Mike Callahan. Martinez Beavers c/o Ted Guzzi
Next up was Mike Callahan of beaver solutions, a well known innovator on non-lethal management of beaver. He showcased some nice designs with video of flow devices that allow fish to move through a box apparatus (lower flows) and then into the pipe itself and through the dam. Cool stuff and great to see this innovative design. Flew in from Massachusetts- what a rock star!!!

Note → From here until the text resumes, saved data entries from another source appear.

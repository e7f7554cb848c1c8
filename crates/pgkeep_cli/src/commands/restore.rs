//! Restore command implementation.

use super::Backend;
use pgkeep_core::ops::{self, RestoreTarget};
use pgkeep_core::Config;
use std::path::PathBuf;

/// Runs the restore command.
pub async fn run(
    config: &Config,
    backend: &Backend,
    backup: &str,
    target_dir: Option<PathBuf>,
    output: Option<PathBuf>,
) -> Result<(), Box<dyn std::error::Error>> {
    let target = match (target_dir, output) {
        (Some(dir), None) => RestoreTarget::Directory(dir),
        (None, Some(file)) => RestoreTarget::File(file),
        _ => return Err("exactly one of --target-dir and --output is required".into()),
    };

    let restored = ops::restore_basebackup(config, backend, backup, target).await?;
    println!("Restored basebackup {restored}");
    Ok(())
}
#[cfg(all(test, unix))]
mod tests {
    use super::*;
    use async_trait::async_trait;
    use pgkeep_storage::{
        BackendKind, InMemoryBackend, ObjectInfo, ObjectStream, StorageError, StorageResult,
    };
    use std::sync::Mutex;
    use tempfile::tempdir;

    /// Accepts uploads the way a multipart client does, a few bytes at a time.
    #[derive(Default)]
    struct ChunkedBackend {
        stored: Mutex<Vec<u8>>,
        chunks: Mutex<usize>,
    }

    #[async_trait]
    impl StorageBackend for ChunkedBackend {
        fn kind(&self) -> BackendKind {
            BackendKind::ObjectStore
        }

        async fn write_stream(
            &self,
            mut source: BoxedReader,
            _name: &str,
            _category: Category,
        ) -> StorageResult<u64> {
            let mut total = 0;
            loop {
                let mut chunk = Vec::new();
                (&mut source).take(4).read_to_end(&mut chunk).await?;
                if chunk.is_empty() {
                    break;
                }
                total += chunk.len() as u64;
                *self.chunks.lock().unwrap() += 1;
                self.stored.lock().unwrap().extend_from_slice(&chunk);
            }
            Ok(total)
        }

        async fn open_stream(&self, name: &str, category: Category) -> StorageResult<ObjectStream> {
            Err(StorageError::not_found(category, name))
        }

        async fn list(&self, _category: Category) -> StorageResult<Vec<ObjectInfo>> {
            Ok(Vec::new())
        }

        async fn delete(&self, _name: &str, _category: Category) -> StorageResult<()> {
            Ok(())
        }
    }

    /// Serves a body whose producer fails after a few bytes.
    struct TruncatingBackend;

    #[async_trait]
    impl StorageBackend for TruncatingBackend {
        fn kind(&self) -> BackendKind {
            BackendKind::ObjectStore
        }

        async fn write_stream(
            &self,
            _source: BoxedReader,
            name: &str,
            _category: Category,
        ) -> StorageResult<u64> {
            Err(StorageError::ObjectStore(format!("{name}: read only")))
        }

        async fn open_stream(
            &self,
            _name: &str,
            _category: Category,
        ) -> StorageResult<ObjectStream> {
            let (reader, mut writer) = tokio::io::duplex(64);
            let producer = tokio::spawn(async move {
                writer.write_all(b"partial").await?;
                drop(writer);
                Err(StorageError::ObjectStore("connection reset mid-body".into()))
            });
            Ok(ObjectStream {
                reader: Box::new(reader),
                size: 4096,
                content_type: None,
                release: StreamRelease::from_task(producer),
            })
        }

        async fn list(&self, _category: Category) -> StorageResult<Vec<ObjectInfo>> {
            Ok(Vec::new())
        }

        async fn delete(&self, _name: &str, _category: Category) -> StorageResult<()> {
            Ok(())
        }
    }

    fn cat() -> CommandSpec {
        CommandSpec::new("cat", Vec::<String>::new())
    }

    fn sh(script: &str) -> CommandSpec {
        CommandSpec::new("sh", ["-c", script])
    }

    #[tokio::test]
    async fn reader_through_two_stages_to_memory() {
        let pipeline = Pipeline::new()
            .stage(FilterStage::new("one", cat()))
            .stage(FilterStage::new("upper", CommandSpec::new("tr", ["a-z", "A-Z"])));

        let outcome = pipeline
            .execute(Source::Reader(Box::new(&b"hello"[..])), Sink::Memory)
            .await
            .unwrap();
        assert_eq!(outcome.data.unwrap(), Bytes::from_static(b"HELLO"));
        assert_eq!(outcome.bytes, 5);
    }

    #[tokio::test]
    async fn storage_round_trip() {
        let backend = Arc::new(InMemoryBackend::new());
        let pipeline = Pipeline::new().stage(FilterStage::new("compress", cat()));

        pipeline
            .execute(
                Source::Reader(Box::new(&b"segment"[..])),
                Sink::Storage {
                    backend: backend.clone(),
                    name: "000000010000000000000001".into(),
                    category: Category::Wal,
                },
            )
            .await
            .unwrap();
        assert!(backend.contains("000000010000000000000001", Category::Wal));

        let outcome = Pipeline::new()
            .stage(FilterStage::new("decompress", cat()).tolerate_exit())
            .execute(
                Source::Storage {
                    backend: backend.clone(),
                    name: "000000010000000000000001".into(),
                    category: Category::Wal,
                },
                Sink::Memory,
            )
            .await
            .unwrap();
        assert_eq!(outcome.data.unwrap(), Bytes::from_static(b"segment"));
    }

    #[tokio::test]
    async fn failing_last_stage_publishes_nothing() {
        let backend = Arc::new(InMemoryBackend::new());
        let pipeline = Pipeline::new()
            .stage(FilterStage::new("compress", cat()))
            .stage(FilterStage::new("encrypt", sh("cat; exit 4")));

        let err = pipeline
            .execute(
                Source::Reader(Box::new(&b"secret"[..])),
                Sink::Storage {
                    backend: backend.clone(),
                    name: "obj".into(),
                    category: Category::Basebackup,
                },
            )
            .await
            .unwrap_err();
        assert!(matches!(
            err,
            CoreError::StageFailed { ref stage, code: Some(4), .. } if stage == "encrypt"
        ));
        assert!(!backend.contains("obj", Category::Basebackup));
    }

    #[tokio::test]
    async fn file_sink_is_atomic() {
        let dir = tempdir().unwrap();
        let target = dir.path().join("out").join("000000010000000000000002");

        let err = Pipeline::new()
            .stage(FilterStage::new("decrypt", sh("cat; exit 2")))
            .execute(Source::Reader(Box::new(&b"bytes"[..])), Sink::File(target.clone()))
            .await
            .unwrap_err();
        assert!(matches!(err, CoreError::StageFailed { .. }));
        assert!(!target.exists());
        assert_eq!(std::fs::read_dir(target.parent().unwrap()).unwrap().count(), 0);

        Pipeline::new()
            .stage(FilterStage::new("decrypt", cat()))
            .execute(Source::Reader(Box::new(&b"bytes"[..])), Sink::File(target.clone()))
            .await
            .unwrap();
        assert_eq!(std::fs::read(&target).unwrap(), b"bytes");
    }

    #[tokio::test]
    async fn command_source_and_sink() {
        let dir = tempdir().unwrap();
        let out = dir.path().join("written");
        let sink = sh(&format!("cat > {}", out.display()));

        Pipeline::new()
            .stage(FilterStage::new("compress", cat()))
            .execute(Source::Command(sh("printf basebackup")), Sink::Command(sink))
            .await
            .unwrap();
        assert_eq!(std::fs::read(&out).unwrap(), b"basebackup");
    }

    #[tokio::test]
    async fn failing_command_sink_fails_transfer() {
        let err = Pipeline::new()
            .execute(
                Source::Reader(Box::new(&b"tarball"[..])),
                Sink::Command(sh("cat >/dev/null; exit 9")),
            )
            .await
            .unwrap_err();
        assert!(matches!(err, CoreError::StageFailed { ref stage, .. } if stage == "sink"));
    }

    #[tokio::test]
    async fn tolerated_decompressor() {
        let filters = FilterConfig::default().compression(cat(), sh("cat; exit 1"), ".raw");
        let outcome = Pipeline::inbound(&filters)
            .execute(Source::Reader(Box::new(&b"label"[..])), Sink::Memory)
            .await
            .unwrap();
        assert_eq!(outcome.data.unwrap(), Bytes::from_static(b"label"));
    }

    #[tokio::test]
    async fn missing_source_object_fails_before_stages() {
        let backend = Arc::new(InMemoryBackend::new());
        let err = Pipeline::new()
            .stage(FilterStage::new("decompress", cat()))
            .execute(
                Source::Storage {
                    backend,
                    name: "absent".into(),
                    category: Category::Wal,
                },
                Sink::Memory,
            )
            .await
            .unwrap_err();
        assert!(matches!(err, CoreError::Storage(ref e) if e.is_not_found()));
    }

    #[tokio::test]
    async fn chunked_upload_sees_one_clean_eof() {
        let backend = Arc::new(ChunkedBackend::default());
        let outcome = Pipeline::new()
            .stage(FilterStage::new("compress", cat()))
            .execute(
                Source::Reader(Box::new(&b"0123456789"[..])),
                Sink::Storage {
                    backend: backend.clone(),
                    name: "obj".into(),
                    category: Category::Basebackup,
                },
            )
            .await
            .unwrap();
        assert_eq!(outcome.bytes, 10);
        assert_eq!(*backend.stored.lock().unwrap(), b"0123456789");
        assert_eq!(*backend.chunks.lock().unwrap(), 3);
    }

    #[tokio::test]
    async fn truncated_source_body_is_not_published() {
        let dir = tempdir().unwrap();
        let target = dir.path().join("RECOVERYXLOG");

        let err = Pipeline::new()
            .stage(FilterStage::new("decrypt", cat()))
            .execute(
                Source::Storage {
                    backend: Arc::new(TruncatingBackend),
                    name: "000000010000000000000003".into(),
                    category: Category::Wal,
                },
                Sink::File(target.clone()),
            )
            .await
            .unwrap_err();
        assert!(matches!(err, CoreError::Storage(StorageError::ObjectStore(_))));
        assert!(!target.exists());
        assert_eq!(std::fs::read_dir(dir.path()).unwrap().count(), 0);
    }

    #[tokio::test]
    async fn truncated_source_body_fails_memory_sink() {
        let err = Pipeline::new()
            .execute(
                Source::Storage {
                    backend: Arc::new(TruncatingBackend),
                    name: "label".into(),
                    category: Category::Wal,
                },
                Sink::Memory,
            )
            .await
            .unwrap_err();
        assert!(matches!(err, CoreError::Storage(_)));
    }

    #[tokio::test]
    async fn unstartable_stage_joins_started_ones() {
        let backend = Arc::new(InMemoryBackend::new());
        backend.insert("000000010000000000000004", Category::Wal, vec![7u8; 256 * 1024]);

        let err = Pipeline::new()
            .stage(FilterStage::new("decrypt", cat()))
            .stage(FilterStage::new(
                "decompress",
                CommandSpec::new("pgkeep-no-such-program", Vec::<String>::new()),
            ))
            .execute(
                Source::Storage {
                    backend,
                    name: "000000010000000000000004".into(),
                    category: Category::Wal,
                },
                Sink::Memory,
            )
            .await
            .unwrap_err();
        assert!(matches!(
            err,
            CoreError::Pipeline { ref message } if message.contains("decompress")
        ));
    }

    #[tokio::test]
    async fn unstartable_command_sink_joins_stages() {
        let err = Pipeline::new()
            .stage(FilterStage::new("compress", cat()))
            .execute(
                Source::Command(sh("head -c 262144 /dev/zero")),
                Sink::Command(CommandSpec::new("pgkeep-no-such-program", Vec::<String>::new())),
            )
            .await
            .unwrap_err();
        assert!(matches!(err, CoreError::Pipeline { ref message } if message.contains("sink")));
    }

    #[tokio::test]
    async fn concurrent_file_sinks_to_one_path() {
        let dir = tempdir().unwrap();
        let target = dir.path().join("base.tar");
        let pipeline = Pipeline::new().stage(FilterStage::new("decompress", cat()));

        let (first, second) = tokio::join!(
            pipeline.execute(Source::Reader(Box::new(&b"first"[..])), Sink::File(target.clone())),
            pipeline.execute(Source::Reader(Box::new(&b"second"[..])), Sink::File(target.clone())),
        );
        first.unwrap();
        second.unwrap();
        let written = std::fs::read(&target).unwrap();
        assert!(written == b"first" || written == b"second");
        assert_eq!(std::fs::read_dir(dir.path()).unwrap().count(), 1);
    }

    #[test]
    fn outbound_and_inbound_stage_order() {
        let filters = FilterConfig::default().encryption(cat(), cat());
        let out: Vec<_> = Pipeline::outbound(&filters)
            .stages()
            .iter()
            .map(|s| s.name().to_string())
            .collect();
        assert_eq!(out, vec!["compress", "encrypt"]);
        let inbound: Vec<_> = Pipeline::inbound(&filters)
            .stages()
            .iter()
            .map(|s| s.name().to_string())
            .collect();
        assert_eq!(inbound, vec!["decrypt", "decompress"]);
    }
}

After lunch we headed off in caravan of jeeps and truck into the Santa Barbara back country for the Santa Ynez beaver tour. The Santa Ynez river is roughly cut in half by Cachuma dam which disrupts steelhead migration into the majority of tributaries and also inhibits the high velocity flows that would characterize this river system. And these two modifications are important to keep in mind. Tim Robinson, who has to balance the needs of fish, citizen water, and downstream water rights, often times is in, shall we say, a bit of a pickle. You see since the majority of good spawning tributaries are cut off by the dam the Cachuma board tries to maintain a nearby tributary and parts of the main channel with year round flows of, if I recall 2.5 cubic feet/second as a compromise to the loss of great steelhead habitat upriver from the dam. Which is a bit funny because, generally speaking, steelhead don't really use the main channel for spawning but as a "highway" to get to the cooler, smaller mountain streams with good gravels. So when beaver dams cause fines to build up, or water does not get to where it needs to go fast enough, or bass, bullfrogs, catfish, and carp proliferate, or flows can not be released to mimic natural flood conditions and blow out dams for water/fish movement guess who gets the blame? Yeah Tim is not as happy with beaver as many who see the benefits of beaver in less modified habits are but Tim has a definite mandate- and that mandate is for the benefit of steelhead and downstream water rights- not beavers. But all the negatives attributed to beavers in this watershed are, if looked at closely, a corollary of the inherent anthropogenic modifications to the system.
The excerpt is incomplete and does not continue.